:: Task requirements ::
From first line to last, write out the data precisely as shown.

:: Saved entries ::
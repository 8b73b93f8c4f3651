/// Implements the sea-orm value traits for an identifier *newtype*.
///
/// The inner value is stored as a string column, so it must implement
/// `Display` and the newtype must implement `FromStr`.
/// ```ignore
/// pub struct StatusListId(Uuid);
/// impls_for_uuid_newtype!(StatusListId);
/// impls_for_seaorm_newtype!(StatusListId);
/// ```
macro_rules! impls_for_seaorm_newtype {
    ($newtype: ty) => {
        impl std::convert::From<$newtype> for sea_orm::Value {
            fn from(source: $newtype) -> Self {
                source.0.to_string().into()
            }
        }
        // needed for sea-orm `eq` to work
        impl std::convert::From<&$newtype> for sea_orm::Value {
            fn from(source: &$newtype) -> Self {
                source.0.to_string().into()
            }
        }

        impl sea_orm::TryGetable for $newtype {
            fn try_get_by<I: sea_orm::ColIdx>(
                res: &sea_orm::QueryResult,
                idx: I,
            ) -> Result<Self, sea_orm::TryGetError> {
                let s: String = <String as sea_orm::TryGetable>::try_get_by(res, idx)?;

                let newtype_str = stringify!($newtype);
                let s: $newtype = s.parse().map_err(|error| {
                    sea_orm::TryGetError::DbErr(sea_orm::error::DbErr::Type(format!(
                        "Failed to parse {newtype_str}: {error}"
                    )))
                })?;

                Ok(s)
            }
        }

        impl sea_orm::sea_query::ValueType for $newtype {
            fn try_from(v: sea_orm::Value) -> Result<Self, sea_orm::sea_query::ValueTypeErr> {
                let s = <String as sea_orm::sea_query::ValueType>::try_from(v)?;

                let s: $newtype = s.parse().map_err(|_| sea_orm::sea_query::ValueTypeErr)?;

                Ok(s)
            }

            fn type_name() -> String {
                stringify!($newtype).to_owned()
            }

            fn array_type() -> sea_orm::sea_query::ArrayType {
                sea_orm::sea_query::ArrayType::String
            }

            fn column_type() -> sea_orm::sea_query::ColumnType {
                sea_orm::sea_query::ColumnType::String(sea_orm::sea_query::StringLen::None)
            }
        }

        // needed for sea-orm `find_by_id` to work
        impl std::convert::From<&$newtype> for $newtype {
            fn from(source: &$newtype) -> Self {
                Self(source.0.to_owned())
            }
        }

        // needed if we want to put the type inside and Option
        impl sea_orm::sea_query::value::Nullable for $newtype {
            fn null() -> sea_orm::Value {
                sea_orm::Value::String(None)
            }
        }

        // needed if we want to use the type as a primary key
        impl sea_orm::TryFromU64 for $newtype {
            fn try_from_u64(_n: u64) -> Result<Self, sea_orm::DbErr> {
                Err(sea_orm::DbErr::ConvertFromU64(stringify!($newtype)))
            }
        }
    };
}
pub(crate) use impls_for_seaorm_newtype;

/// Implements [`std::str::FromStr`], [`std::fmt::Display`], [`std::convert::From`] and [`std::convert::Into`] for a newtype that wraps an Uuid
macro_rules! impls_for_uuid_newtype {
    ($newtype: ty) => {
        impl std::str::FromStr for $newtype {
            type Err = uuid::Error;

            fn from_str(s: &str) -> Result<Self, Self::Err> {
                let s = s.parse()?;

                Ok(Self(s))
            }
        }

        impl std::cmp::PartialEq<uuid::Uuid> for $newtype {
            fn eq(&self, other: &uuid::Uuid) -> bool {
                self.0.eq(other)
            }
        }

        $crate::macros::impl_display!($newtype);
        $crate::macros::impl_from!($newtype; uuid::Uuid);
        $crate::macros::impl_into!($newtype; uuid::Uuid);
    };
}
pub(crate) use impls_for_uuid_newtype;

/// Implements [`std::fmt::Display`] for a newtype, assuming that the inner type implements Display.
macro_rules! impl_display {
    ($newtype: ty) => {
        impl std::fmt::Display for $newtype {
            fn fmt(&self, f: &mut std::fmt::Formatter<'_>) -> std::fmt::Result {
                std::fmt::Display::fmt(&self.0, f)
            }
        }
    };
}
pub(crate) use impl_display;

/// Implements [`std::convert::From`]
macro_rules! impl_from {
    ($newtype: ty; $inner: ty) => {
        impl std::convert::From<$inner> for $newtype {
            fn from(value: $inner) -> Self {
                Self(value)
            }
        }
    };
}
pub(crate) use impl_from;

/// Implements [`std::convert::Into`]
macro_rules! impl_into {
    ($newtype: ty; $inner: ty) => {
        impl std::convert::From<$newtype> for $inner {
            fn from(value: $newtype) -> Self {
                value.0.into()
            }
        }
    };
}
pub(crate) use impl_into;
pub mod error;
pub mod oid4vci;
pub mod status_list;
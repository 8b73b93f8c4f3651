use std::sync::OnceLock;

use prometheus::{HistogramOpts, HistogramVec, IntCounterVec, Opts, Registry};

// creates the custom registry and registers the custom metrics
pub fn setup() {
    let registry = registry();

    if let Err(error) = registry.register(Box::new(incoming_requests_counter().clone())) {
        tracing::warn!("Failed registering request counter: {error}");
    }

    if let Err(error) = registry.register(Box::new(response_time_hist().clone())) {
        tracing::warn!("Failed registering response time histogram: {error}");
    }
}

fn registry() -> &'static Registry {
    static REGISTRY: OnceLock<Registry> = OnceLock::new();

    REGISTRY.get_or_init(Registry::new)
}

fn incoming_requests_counter() -> &'static IntCounterVec {
    static INCOMING_REQUESTS: OnceLock<IntCounterVec> = OnceLock::new();

    INCOMING_REQUESTS.get_or_init(|| {
        IntCounterVec::new(
            Opts::new("incoming_requests", "Incoming Requests"),
            &["endpoint", "status"],
        )
        .expect("failed to create metric")
    })
}

fn response_time_hist() -> &'static HistogramVec {
    static RESPONSE_TIME_COLLECTOR: OnceLock<HistogramVec> = OnceLock::new();

    RESPONSE_TIME_COLLECTOR.get_or_init(|| {
        HistogramVec::new(
            HistogramOpts::new("response_time", "Response Times"),
            &["endpoint"],
        )
        .expect("failed to create metric")
    })
}

pub(crate) fn track_response(endpoint: &str, status: u16, response_time: f64) {
    let status = status.to_string();
    incoming_requests_counter()
        .with_label_values(&[endpoint, status.as_str()])
        .inc();

    response_time_hist()
        .with_label_values(&[endpoint])
        .observe(response_time);
}

pub(crate) fn encode_metrics() -> Result<String, prometheus::Error> {
    let encoder = prometheus::TextEncoder::new();
    let mut metrics = String::new();

    encoder.encode_utf8(&registry().gather(), &mut metrics)?;
    encoder.encode_utf8(&prometheus::gather(), &mut metrics)?;

    Ok(metrics)
}
pub mod sha256;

:: The completed task ::
repository 8b73b93f8c4f3651
/// Implements the sea-orm value traits for an identifier *newtype*.
///
/// The inner value is stored as a string column, so it must implement
/// `Display` and the newtype must implement `FromStr`.
/// ```ignore
/// pub struct StatusListId(Uuid);
/// impls_for_uuid_newtype!(StatusListId);
/// impls_for_seaorm_newtype!(StatusListId);
/// ```
macro_rules! impls_for_seaorm_newtype {
    ($newtype: ty) => {
        impl std::convert::From<$newtype> for sea_orm::Value {
            fn from(source: $newtype) -> Self {
                source.0.to_string().into()
            }
        }
        // needed for sea-orm `eq` to work
        impl std::convert::From<&$newtype> for sea_orm::Value {
            fn from(source: &$newtype) -> Self {
                source.0.to_string().into()
            }
        }

        impl sea_orm::TryGetable for $newtype {
            fn try_get_by<I: sea_orm::ColIdx>(
                res: &sea_orm::QueryResult,
                idx: I,
            ) -> Result<Self, sea_orm::TryGetError> {
                let s: String = <String as sea_orm::TryGetable>::try_get_by(res, idx)?;

                let newtype_str = stringify!($newtype);
                let s: $newtype = s.parse().map_err(|error| {
                    sea_orm::TryGetError::DbErr(sea_orm::error::DbErr::Type(format!(
                        "Failed to parse {newtype_str}: {error}"
                    )))
                })?;

                Ok(s)
            }
        }

        impl sea_orm::sea_query::ValueType for $newtype {
            fn try_from(v: sea_orm::Value) -> Result<Self, sea_orm::sea_query::ValueTypeErr> {
                let s = <String as sea_orm::sea_query::ValueType>::try_from(v)?;

                let s: $newtype = s.parse().map_err(|_| sea_orm::sea_query::ValueTypeErr)?;

                Ok(s)
            }

            fn type_name() -> String {
                stringify!($newtype).to_owned()
            }

            fn array_type() -> sea_orm::sea_query::ArrayType {
                sea_orm::sea_query::ArrayType::String
            }

            fn column_type() -> sea_orm::sea_query::ColumnType {
                sea_orm::sea_query::ColumnType::String(sea_orm::sea_query::StringLen::None)
            }
        }

        // needed for sea-orm `find_by_id` to work
        impl std::convert::From<&$newtype> for $newtype {
            fn from(source: &$newtype) -> Self {
                Self(source.0.to_owned())
            }
        }

        // needed if we want to put the type inside and Option
        impl sea_orm::sea_query::value::Nullable for $newtype {
            fn null() -> sea_orm::Value {
                sea_orm::Value::String(None)
            }
        }

        // needed if we want to use the type as a primary key
        impl sea_orm::TryFromU64 for $newtype {
            fn try_from_u64(_n: u64) -> Result<Self, sea_orm::DbErr> {
                Err(sea_orm::DbErr::ConvertFromU64(stringify!($newtype)))
            }
        }
    };
}
pub(crate) use impls_for_seaorm_newtype;

/// Implements [`std::str::FromStr`], [`std::fmt::Display`], [`std::convert::From`] and [`std::convert::Into`] for a newtype that wraps an Uuid
macro_rules! impls_for_uuid_newtype {
    ($newtype: ty) => {
        impl std::str::FromStr for $newtype {
            type Err = uuid::Error;

            fn from_str(s: &str) -> Result<Self, Self::Err> {
                let s = s.parse()?;

                Ok(Self(s))
            }
        }

        impl std::cmp::PartialEq<uuid::Uuid> for $newtype {
            fn eq(&self, other: &uuid::Uuid) -> bool {
                self.0.eq(other)
            }
        }

        $crate::macros::impl_display!($newtype);
        $crate::macros::impl_from!($newtype; uuid::Uuid);
        $crate::macros::impl_into!($newtype; uuid::Uuid);
    };
}
pub(crate) use impls_for_uuid_newtype;

/// Implements [`std::fmt::Display`] for a newtype, assuming that the inner type implements Display.
macro_rules! impl_display {
    ($newtype: ty) => {
        impl std::fmt::Display for $newtype {
            fn fmt(&self, f: &mut std::fmt::Formatter<'_>) -> std::fmt::Result {
                std::fmt::Display::fmt(&self.0, f)
            }
        }
    };
}
pub(crate) use impl_display;

/// Implements [`std::convert::From`]
macro_rules! impl_from {
    ($newtype: ty; $inner: ty) => {
        impl std::convert::From<$inner> for $newtype {
            fn from(value: $inner) -> Self {
                Self(value)
            }
        }
    };
}
pub(crate) use impl_from;

/// Implements [`std::convert::Into`]
macro_rules! impl_into {
    ($newtype: ty; $inner: ty) => {
        impl std::convert::From<$newtype> for $inner {
            fn from(value: $newtype) -> Self {
                value.0.into()
            }
        }
    };
}
pub(crate) use impl_into;
pub mod error;
pub mod oid4vci;
pub mod status_list;
repository 8b73b93f8c4f3651
use std::sync::OnceLock;

use prometheus::{HistogramOpts, HistogramVec, IntCounterVec, Opts, Registry};

// creates the custom registry and registers the custom metrics
pub fn setup() {
    let registry = registry();

    if let Err(error) = registry.register(Box::new(incoming_requests_counter().clone())) {
        tracing::warn!("Failed registering request counter: {error}");
    }

    if let Err(error) = registry.register(Box::new(response_time_hist().clone())) {
        tracing::warn!("Failed registering response time histogram: {error}");
    }
}

fn registry() -> &'static Registry {
    static REGISTRY: OnceLock<Registry> = OnceLock::new();

    REGISTRY.get_or_init(Registry::new)
}

fn incoming_requests_counter() -> &'static IntCounterVec {
    static INCOMING_REQUESTS: OnceLock<IntCounterVec> = OnceLock::new();

    INCOMING_REQUESTS.get_or_init(|| {
        IntCounterVec::new(
            Opts::new("incoming_requests", "Incoming Requests"),
            &["endpoint", "status"],
        )
        .expect("failed to create metric")
    })
}

fn response_time_hist() -> &'static HistogramVec {
    static RESPONSE_TIME_COLLECTOR: OnceLock<HistogramVec> = OnceLock::new();

    RESPONSE_TIME_COLLECTOR.get_or_init(|| {
        HistogramVec::new(
            HistogramOpts::new("response_time", "Response Times"),
            &["endpoint"],
        )
        .expect("failed to create metric")
    })
}

pub(crate) fn track_response(endpoint: &str, status: u16, response_time: f64) {
    let status = status.to_string();
    incoming_requests_counter()
        .with_label_values(&[endpoint, status.as_str()])
        .inc();

    response_time_hist()
        .with_label_values(&[endpoint])
        .observe(response_time);
}

pub(crate) fn encode_metrics() -> Result<String, prometheus::Error> {
    let encoder = prometheus::TextEncoder::new();
    let mut metrics = String::new();

    encoder.encode_utf8(&registry().gather(), &mut metrics)?;
    encoder.encode_utf8(&prometheus::gather(), &mut metrics)?;

    Ok(metrics)
}
pub mod sha256;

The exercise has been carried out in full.